# Winter, Barns and Space Heaters



## LauraM (Nov 29, 2009)

I thought I'd post an article here that I wrote in hopes that it may help keep someone safe.    It's been picked up by a couple of magazines and online sites so I thought some of you here might find it helpful, too.



*Winter, Barns and Space Heaters*



With winter here (or, very close), the need / desire to keep warm becomes important. However, theres one way of staying warm that bothers me....space heaters. We've all used them.....and many people use them in their barn's tack room, bathroom, or lounge.

Every year structures burn down in the winter due to electrical fires and often the cause of the electrical fire is a space heater. In the majority of the cases, the cord of a space heater burned through right where it connects to the plug. That is the weakest point in a space heater (when unplugging one, always pull on the plug itself....not on the cord!).

Every winter, we hear of people and animals dying in structure fires, so Id like to address some safety concerns that are often overlooked or unknown by many people.

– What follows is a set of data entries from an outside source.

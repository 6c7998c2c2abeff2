//! Object Layout & Lifecycle
//!
//! An object is a virtual array whose bytes are produced on first
//! access. Creation reserves two stable allocations: a one-page header
//! region for caller-owned out-of-band metadata and a page-rounded
//! value region holding the elements themselves. The value region is
//! armed with the instance's fault source; its population state is
//! tracked per byte in a [`RangeTable`].
//!
//! Neither pointer moves for the object's lifetime. The value region is
//! only ever written by the population engine (and by populate code
//! through the engine's callout window), so committed bytes can be read
//! through [`Object::value_ptr`] without locking.
//!
//! [`RangeTable`]: crate::ranges::RangeTable

use std::alloc::{self, Layout};
use std::fmt;
use std::ops::Range;
use std::ptr::NonNull;
use std::sync::atomic::{AtomicU64, Ordering};
use std::sync::{Arc, Weak};

use parking_lot::{Condvar, Mutex};
use thiserror::Error;
use tracing::trace;

use crate::callout::Populator;
use crate::config::{ConfigError, ObjectConfig};
use crate::fault::{AccessError, FaultSourceError};
use crate::instance::InstanceInner;
use crate::ranges::{ByteState, RangeTable};

/// Unique object identifier.
#[derive(Debug, Clone, Copy, PartialEq, Eq, Hash)]
pub struct ObjectId(u64);

impl ObjectId {
    /// Get the raw ID value.
    pub fn as_u64(&self) -> u64 {
        self.0
    }

    #[cfg(test)]
    pub(crate) fn from_raw(raw: u64) -> Self {
        ObjectId(raw)
    }
}

impl fmt::Display for ObjectId {
    fn fmt(&self, f: &mut fmt::Formatter<'_>) -> fmt::Result {
        write!(f, "Object({})", self.0)
    }
}

/// Global object ID counter.
static NEXT_OBJECT_ID: AtomicU64 = AtomicU64::new(1);

/// Generate a new unique object ID.
pub(crate) fn next_object_id() -> ObjectId {
    ObjectId(NEXT_OBJECT_ID.fetch_add(1, Ordering::Relaxed))
}

/// Error creating an object.
#[derive(Debug, Error)]
pub enum CreateError {
    /// The config violated an invariant; nothing was registered.
    #[error(transparent)]
    Config(#[from] ConfigError),
    /// Address space for the header or value region was unavailable.
    #[error("out of memory reserving object regions")]
    NoMemory,
    /// Fault interception could not be armed.
    #[error("failed to arm fault interception: {0}")]
    Interception(#[from] FaultSourceError),
    /// The instance is not running.
    #[error("instance is not running")]
    NotRunning,
}

/// Error destroying an object.
#[derive(Debug, Clone, Error, PartialEq, Eq)]
pub enum DestroyError {
    /// The object is not registered with this instance (already
    /// destroyed, or belongs to another instance).
    #[error("object is not registered with this instance")]
    NotRegistered,
}

/// Object lifecycle state.
#[derive(Debug, Clone, Copy, PartialEq, Eq)]
pub(crate) enum ObjectLifecycle {
    /// Servicing requests.
    Active,
    /// Destruction has begun; waiters are being evicted.
    Destroying,
    /// Fully torn down.
    Destroyed,
}

/// Immutable per-object parameters, widened for offset arithmetic.
#[derive(Debug, Clone, Copy)]
pub(crate) struct ObjectSpec {
    /// Element size in bytes.
    pub stride: u64,
    /// Number of elements.
    pub element_count: u64,
    /// Batching floor in elements.
    pub min_load: u64,
    /// Logical value-region length: `element_count * stride`.
    pub value_len: u64,
}

/// A page-aligned raw allocation with a stable address.
pub(crate) struct RegionAlloc {
    ptr: NonNull<u8>,
    layout: Layout,
}

impl RegionAlloc {
    /// Reserve `len` bytes rounded up to whole pages, zero-filled.
    pub fn reserve(len: u64, page_size: u64) -> Result<Self, CreateError> {
        let size = round_up(len.max(1), page_size);
        let size = usize::try_from(size).map_err(|_| CreateError::NoMemory)?;
        let align = usize::try_from(page_size).map_err(|_| CreateError::NoMemory)?;
        let layout = Layout::from_size_align(size, align).map_err(|_| CreateError::NoMemory)?;

        // Safety: layout has non-zero size by construction.
        let raw = unsafe { alloc::alloc_zeroed(layout) };
        let ptr = NonNull::new(raw).ok_or(CreateError::NoMemory)?;
        Ok(Self { ptr, layout })
    }

    /// Stable base address of the region.
    pub fn as_ptr(&self) -> *mut u8 {
        self.ptr.as_ptr()
    }

    /// Reserved (page-rounded) size in bytes.
    pub fn reserved_len(&self) -> usize {
        self.layout.size()
    }
}

impl Drop for RegionAlloc {
    fn drop(&mut self) {
        // Safety: ptr was returned by alloc_zeroed with this layout.
        unsafe { alloc::dealloc(self.ptr.as_ptr(), self.layout) };
    }
}

// Safety: the region is raw bytes; all mutation goes through the
// engine's range-state protocol, which hands each byte range to at most
// one writer.
unsafe impl Send for RegionAlloc {}
unsafe impl Sync for RegionAlloc {}

/// Mutable object state guarded by the object mutex.
pub(crate) struct ObjectState {
    /// Lifecycle phase.
    pub lifecycle: ObjectLifecycle,
    /// Per-byte population state over the logical value region.
    pub ranges: RangeTable,
    /// Number of population requests currently executing.
    pub in_flight: u32,
}

/// Shared object body.
pub(crate) struct ObjectInner {
    /// Unique id.
    pub id: ObjectId,
    /// Immutable parameters.
    pub spec: ObjectSpec,
    /// Page size inherited from the instance.
    pub page_size: u64,
    /// Header region (one page, caller-owned content).
    pub header: RegionAlloc,
    /// Value region (page-rounded `value_len` bytes).
    pub value: RegionAlloc,
    /// Populate implementation invoked by the engine.
    pub populator: Arc<dyn Populator>,
    /// Guarded mutable state.
    pub state: Mutex<ObjectState>,
    /// Signaled whenever bytes become readable, a request ends, or the
    /// lifecycle advances; blocked accesses wait here.
    pub wake: Condvar,
}

impl ObjectInner {
    pub(crate) fn new(
        config: &ObjectConfig,
        page_size: u64,
    ) -> Result<Arc<Self>, CreateError> {
        let populator = config.require_populator()?;
        let spec = ObjectSpec {
            stride: u64::from(config.stride()),
            element_count: config.element_count(),
            min_load: u64::from(config.min_load_count()),
            value_len: config.value_len(),
        };

        let header = RegionAlloc::reserve(page_size, page_size)?;
        let value = RegionAlloc::reserve(spec.value_len, page_size)?;

        Ok(Arc::new(Self {
            id: next_object_id(),
            spec,
            page_size,
            header,
            value,
            populator,
            state: Mutex::new(ObjectState {
                lifecycle: ObjectLifecycle::Active,
                ranges: RangeTable::new(spec.value_len),
                in_flight: 0,
            }),
            wake: Condvar::new(),
        }))
    }

    /// Begin teardown: evict waiters, then wait for in-flight requests
    /// to finish. A populate function already executing is never
    /// preempted.
    pub(crate) fn drain_for_destroy(&self) {
        let mut st = self.state.lock();
        if st.lifecycle == ObjectLifecycle::Destroyed {
            return;
        }
        st.lifecycle = ObjectLifecycle::Destroying;
        self.wake.notify_all();
        while st.in_flight > 0 {
            self.wake.wait(&mut st);
        }
        st.lifecycle = ObjectLifecycle::Destroyed;
        self.wake.notify_all();
        trace!(object = %self.id, "object drained");
    }
}

/// Handle to a lazily populated virtual array.
///
/// Cheap to clone; the underlying regions live until the object is
/// destroyed through its instance (or the instance shuts down).
#[derive(Clone)]
pub struct Object {
    pub(crate) inner: Arc<ObjectInner>,
    pub(crate) instance: Weak<InstanceInner>,
}

impl Object {
    /// Unique id of this object.
    pub fn id(&self) -> ObjectId {
        self.inner.id
    }

    /// Number of elements.
    pub fn element_count(&self) -> u64 {
        self.inner.spec.element_count
    }

    /// Element size in bytes.
    pub fn stride(&self) -> u32 {
        self.inner.spec.stride as u32
    }

    /// Logical value-region length in bytes.
    pub fn value_len(&self) -> u64 {
        self.inner.spec.value_len
    }

    /// Stable pointer to the one-page header region.
    ///
    /// The header is caller-owned scratch space for out-of-band
    /// metadata; the engine never reads or writes it.
    pub fn header_ptr(&self) -> *mut u8 {
        self.inner.header.as_ptr()
    }

    /// Stable pointer to the value region.
    ///
    /// Bytes are valid to read once the covering access has returned
    /// from [`Object::touch`] (or a populate call committed them).
    pub fn value_ptr(&self) -> *mut u8 {
        self.inner.value.as_ptr()
    }

    /// Fault in a single element, blocking until its bytes commit.
    pub fn touch(&self, index: u64) -> Result<(), AccessError> {
        self.touch_range(index..index + 1)
    }

    /// Destroy this object through its owning instance.
    pub fn destroy(self) -> Result<(), DestroyError> {
        match self.instance.upgrade() {
            Some(instance) => instance.destroy_object_by_id(self.inner.id),
            // Instance already drained; the object went with it.
            None => Err(DestroyError::NotRegistered),
        }
    }

    /// Fault in a range of elements, blocking until every byte of the
    /// range commits.
    pub fn touch_range(&self, elements: Range<u64>) -> Result<(), AccessError> {
        let spec = &self.inner.spec;
        if elements.end > spec.element_count || elements.start > elements.end {
            return Err(AccessError::OutOfBounds {
                offset: elements.end.saturating_mul(spec.stride),
                len: spec.value_len,
            });
        }
        if elements.start == elements.end {
            return Ok(());
        }
        self.fault_in(elements.start * spec.stride..elements.end * spec.stride)
    }

    /// Read one element into a fresh buffer, faulting it in first.
    pub fn read_element(&self, index: u64) -> Result<Vec<u8>, AccessError> {
        self.touch(index)?;
        let stride = self.inner.spec.stride as usize;
        let mut out = vec![0u8; stride];
        // Safety: touch() returned, so the element's bytes are
        // committed and no writer will touch them again.
        unsafe {
            let src = self.value_ptr().add(index as usize * stride);
            std::ptr::copy_nonoverlapping(src, out.as_mut_ptr(), stride);
        }
        Ok(out)
    }

    /// Block until every byte of `bytes` is readable, raising faults
    /// page by page as unfilled spans are found.
    fn fault_in(&self, bytes: Range<u64>) -> Result<(), AccessError> {
        let instance = self
            .instance
            .upgrade()
            .ok_or(AccessError::ShuttingDown)?;
        let inner = &self.inner;
        let page = inner.page_size;
        let mut counted_overlap = false;

        let mut st = inner.state.lock();
        loop {
            match st.lifecycle {
                ObjectLifecycle::Active => {}
                ObjectLifecycle::Destroying | ObjectLifecycle::Destroyed => {
                    return Err(AccessError::ObjectDestroyed);
                }
            }

            // Committed data stays readable even during shutdown.
            let first_unready =
                st.ranges
                    .first_rejecting(bytes.clone(), ByteState::is_readable);
            let offset = match first_unready {
                None => return Ok(()),
                Some(offset) => offset,
            };

            match st.ranges.state_at(offset) {
                ByteState::Poisoned => return Err(AccessError::PopulateFailed),
                ByteState::Queued | ByteState::Filling => {
                    // Overlaps an in-flight or pending request: wait for
                    // its commit, no second populate invocation. During
                    // shutdown the covering request still completes (or
                    // the worker reverts the queue mark), so waiting
                    // here always terminates.
                    if !counted_overlap {
                        counted_overlap = true;
                        instance
                            .stats()
                            .overlap_waits
                            .fetch_add(1, Ordering::Relaxed);
                    }
                    inner.wake.wait(&mut st);
                }
                ByteState::Unfilled => {
                    if instance.is_cancelling() {
                        return Err(AccessError::ShuttingDown);
                    }
                    // Queue the page containing the first unready byte
                    // and notify the fault source.
                    let pg_lo = offset / page * page;
                    let pg_hi = (pg_lo + page).min(inner.spec.value_len);
                    let unfilled =
                        st.ranges.collect_in_state(pg_lo..pg_hi, ByteState::Unfilled);
                    for sub in &unfilled {
                        st.ranges.paint(sub.clone(), ByteState::Queued);
                    }

                    if let Err(err) = instance.source().raise(inner.id, offset) {
                        // Undo the queue marks so a later access retries.
                        for sub in &unfilled {
                            st.ranges.paint(sub.clone(), ByteState::Unfilled);
                        }
                        return Err(err);
                    }
                    inner.wake.wait(&mut st);
                }
                ByteState::Resolved | ByteState::Committed => unreachable!("readable"),
            }
        }
    }
}

impl fmt::Debug for Object {
    fn fmt(&self, f: &mut fmt::Formatter<'_>) -> fmt::Result {
        f.debug_struct("Object")
            .field("id", &self.inner.id)
            .field("element_count", &self.inner.spec.element_count)
            .field("stride", &self.inner.spec.stride)
            .field("value_len", &self.inner.spec.value_len)
            .finish()
    }
}

/// Round `value` up to the next multiple of `to` (`to` nonzero).
pub(crate) fn round_up(value: u64, to: u64) -> u64 {
    value.div_ceil(to) * to
}

#[cfg(test)]
mod tests {
    use super::*;

    #[test]
    fn test_region_alloc_page_rounding() {
        let region = RegionAlloc::reserve(100, 4096).unwrap();
        assert_eq!(region.reserved_len(), 4096);
        assert!(!region.as_ptr().is_null());
        assert_eq!(region.as_ptr() as usize % 4096, 0);

        let region = RegionAlloc::reserve(4097, 4096).unwrap();
        assert_eq!(region.reserved_len(), 8192);
    }

    #[test]
    fn test_region_alloc_zeroed() {
        let region = RegionAlloc::reserve(4096, 4096).unwrap();
        // Safety: freshly reserved region, exclusively owned here.
        let bytes = unsafe { std::slice::from_raw_parts(region.as_ptr(), 4096) };
        assert!(bytes.iter().all(|&b| b == 0));
    }

    #[test]
    fn test_object_ids_unique() {
        let a = next_object_id();
        let b = next_object_id();
        assert_ne!(a, b);
    }

    #[test]
    fn test_round_up() {
        assert_eq!(round_up(0, 4096), 0);
        assert_eq!(round_up(1, 4096), 4096);
        assert_eq!(round_up(4096, 4096), 4096);
        assert_eq!(round_up(4097, 4096), 8192);
    }
}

One concern is the false sense of security people can get from plugging a space heater into a GFCI outlet (Ground Fault Circuit Interruptor). These are the ones you most often find near kitchen and bathroom counters, in the garage, and outdoors. They are designed to prevent a person from being electrocuted in case the power shorts against the frame of whatever theyre using, and they work well for that. However, they sense a problem from ground to hot....but not from neutral to hot (in all outlets, there are two slots....the bigger one is neutral and the smaller is hot....but there is a third round hole below or sometimes above these slots....that one is ground). It's not unusual for a fire to get started with the space heater plugged into the bathroom GFCI outlet and it did not trip because many space heaters do not have a ground (third) prong. Imagine how much chance of a fire there is in barns with dust, dirt, spiderwebs, bugs and all built up in and around wiring and plugs? Yet a GFCI will not protect a space heater from shorting.

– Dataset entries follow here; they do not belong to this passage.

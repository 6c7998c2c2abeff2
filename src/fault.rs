//! Fault Source Adapter
//!
//! The engine does not watch memory itself; it consumes fault events
//! from a [`FaultSource`], the capability that detects the first touch
//! of an unresolved page inside a registered region, suspends the
//! access, and stops notifying once it is unbound. Modeling the source
//! as a trait keeps the range computation and state tracking testable
//! against a simulated generator, independent of any real
//! memory-protection substrate.
//!
//! [`MemoryFaultSource`] is the built-in in-process implementation: an
//! accessing thread raises a fault explicitly (see `Object::touch`),
//! the event travels over an MPMC channel to the worker pool, and the
//! accessor blocks on the owning object until the covering range
//! commits.

use std::collections::HashMap;
use std::sync::atomic::{AtomicBool, Ordering};

use crossbeam_channel::{Receiver, Sender};
use parking_lot::{Mutex, RwLock};
use thiserror::Error;

use crate::object::ObjectId;

/// One fault notification: the first touch of an unresolved page.
#[derive(Debug, Clone, Copy, PartialEq, Eq)]
pub struct FaultEvent {
    /// Object whose value region was touched.
    pub object: ObjectId,
    /// Byte offset of the touch within the value region.
    pub offset: u64,
}

/// Error binding or arming a fault source.
#[derive(Debug, Clone, Error, PartialEq, Eq)]
pub enum FaultSourceError {
    /// The source has been unbound and admits no new regions.
    #[error("fault source is unbound")]
    Unbound,
    /// The region is already armed.
    #[error("object {0} is already registered with the fault source")]
    AlreadyRegistered(ObjectId),
}

/// Error surfaced to an access that could not be satisfied.
#[derive(Debug, Clone, Error, PartialEq, Eq)]
pub enum AccessError {
    /// The touched index lies outside the object.
    #[error("access at offset {offset} is outside the value region of length {len}")]
    OutOfBounds {
        /// Offending byte offset.
        offset: u64,
        /// Value region length.
        len: u64,
    },
    /// The object was destroyed while the access waited.
    #[error("object was destroyed")]
    ObjectDestroyed,
    /// The covering populate call failed; the range is permanently
    /// faulted.
    #[error("populate function failed for the covering range")]
    PopulateFailed,
    /// The owning instance is shutting down and admits no new faults.
    #[error("instance is shutting down")]
    ShuttingDown,
}

/// Capability that produces fault notifications for registered regions.
///
/// Contract toward the engine: (1) notify on first touch of an
/// unresolved page in a registered region, (2) keep the faulting access
/// suspended until the engine releases it, (3) accept an unbind request
/// and stop notifying once queued events drain.
pub trait FaultSource: Send + Sync {
    /// Arm fault interception over an object's value region.
    fn register_region(&self, object: ObjectId, len: u64) -> Result<(), FaultSourceError>;

    /// Disarm interception for an object. Idempotent.
    fn unregister_region(&self, object: ObjectId);

    /// Block until the next fault event, or return `None` once the
    /// source is unbound and all queued events have drained.
    fn next_fault(&self) -> Option<FaultEvent>;

    /// Stop admitting new faults. Events already queued are still
    /// delivered; afterwards [`FaultSource::next_fault`] returns `None`.
    fn unbind(&self);
}

/// In-process fault source backed by an MPMC channel.
pub struct MemoryFaultSource {
    /// Armed regions: object id to value-region length.
    armed: RwLock<HashMap<ObjectId, u64>>,
    /// Producer side; taken on unbind so the channel disconnects.
    tx: Mutex<Option<Sender<FaultEvent>>>,
    /// Consumer side, shared by all workers.
    rx: Receiver<FaultEvent>,
    /// Whether new faults are admitted.
    admitting: AtomicBool,
}

impl MemoryFaultSource {
    /// Create an unbound-from-nothing source ready to admit faults.
    pub fn new() -> Self {
        let (tx, rx) = crossbeam_channel::unbounded();
        Self {
            armed: RwLock::new(HashMap::new()),
            tx: Mutex::new(Some(tx)),
            rx,
            admitting: AtomicBool::new(true),
        }
    }

    /// Raise a fault for `offset` within `object`'s value region.
    ///
    /// This is the access side of the simulation: the real substrate
    /// would observe the touch itself. The caller is expected to block
    /// on the object until the covering range commits.
    pub fn raise(&self, object: ObjectId, offset: u64) -> Result<(), AccessError> {
        if !self.admitting.load(Ordering::Acquire) {
            return Err(AccessError::ShuttingDown);
        }
        let len = match self.armed.read().get(&object) {
            Some(&len) => len,
            None => return Err(AccessError::ObjectDestroyed),
        };
        if offset >= len {
            return Err(AccessError::OutOfBounds { offset, len });
        }

        let tx = self.tx.lock();
        match tx.as_ref() {
            Some(tx) => {
                // Send only fails on disconnect, which means unbind won.
                tx.send(FaultEvent { object, offset })
                    .map_err(|_| AccessError::ShuttingDown)
            }
            None => Err(AccessError::ShuttingDown),
        }
    }

    /// Whether the source still admits new faults.
    pub fn is_admitting(&self) -> bool {
        self.admitting.load(Ordering::Acquire)
    }

    /// Number of armed regions (diagnostic).
    pub fn armed_count(&self) -> usize {
        self.armed.read().len()
    }
}

impl Default for MemoryFaultSource {
    fn default() -> Self {
        Self::new()
    }
}

impl FaultSource for MemoryFaultSource {
    fn register_region(&self, object: ObjectId, len: u64) -> Result<(), FaultSourceError> {
        if !self.admitting.load(Ordering::Acquire) {
            return Err(FaultSourceError::Unbound);
        }
        let mut armed = self.armed.write();
        if armed.contains_key(&object) {
            return Err(FaultSourceError::AlreadyRegistered(object));
        }
        armed.insert(object, len);
        Ok(())
    }

    fn unregister_region(&self, object: ObjectId) {
        self.armed.write().remove(&object);
    }

    fn next_fault(&self) -> Option<FaultEvent> {
        self.rx.recv().ok()
    }

    fn unbind(&self) {
        self.admitting.store(false, Ordering::Release);
        // Dropping the sender disconnects the channel once queued
        // events drain, which ends every worker's next_fault loop.
        self.tx.lock().take();
    }
}

impl std::fmt::Debug for MemoryFaultSource {
    fn fmt(&self, f: &mut std::fmt::Formatter<'_>) -> std::fmt::Result {
        f.debug_struct("MemoryFaultSource")
            .field("armed", &self.armed_count())
            .field("admitting", &self.is_admitting())
            .finish()
    }
}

There is a solution for this, although it could be a bit pricey (still, how much is your life or your horse's life worth?). Any electrician can install what is called an AFCI (Arc Fault Circuit Interruptor) at the breaker panel to protect any circuit where a space heater may be plugged in. The cost of the breaker is usually around $35 - $40 U.S., plus the cost of installation. These will sense any arc between hot and neutral and will trip instantly (turn power off), and they can be used in conjunction with GFCI outlets. In other words, an AFCI breaker could be installed to protect a circuit which has GFCI outlets on it. It does not interfere with the GFCI at all.

NEVER, NEVER go to sleep with a space heater running in the barn, and never leave your barn with a space heater running. Of course, they should also not be used near anything flammable (clothes, flammable liquids, etc.). Use them only when you need them, while youre right there, and turn them off (or, better, unplug them) as soon as youll no longer be nearby. This is not to say they shouldnt be used, but just that people should be aware of the potential problems with them.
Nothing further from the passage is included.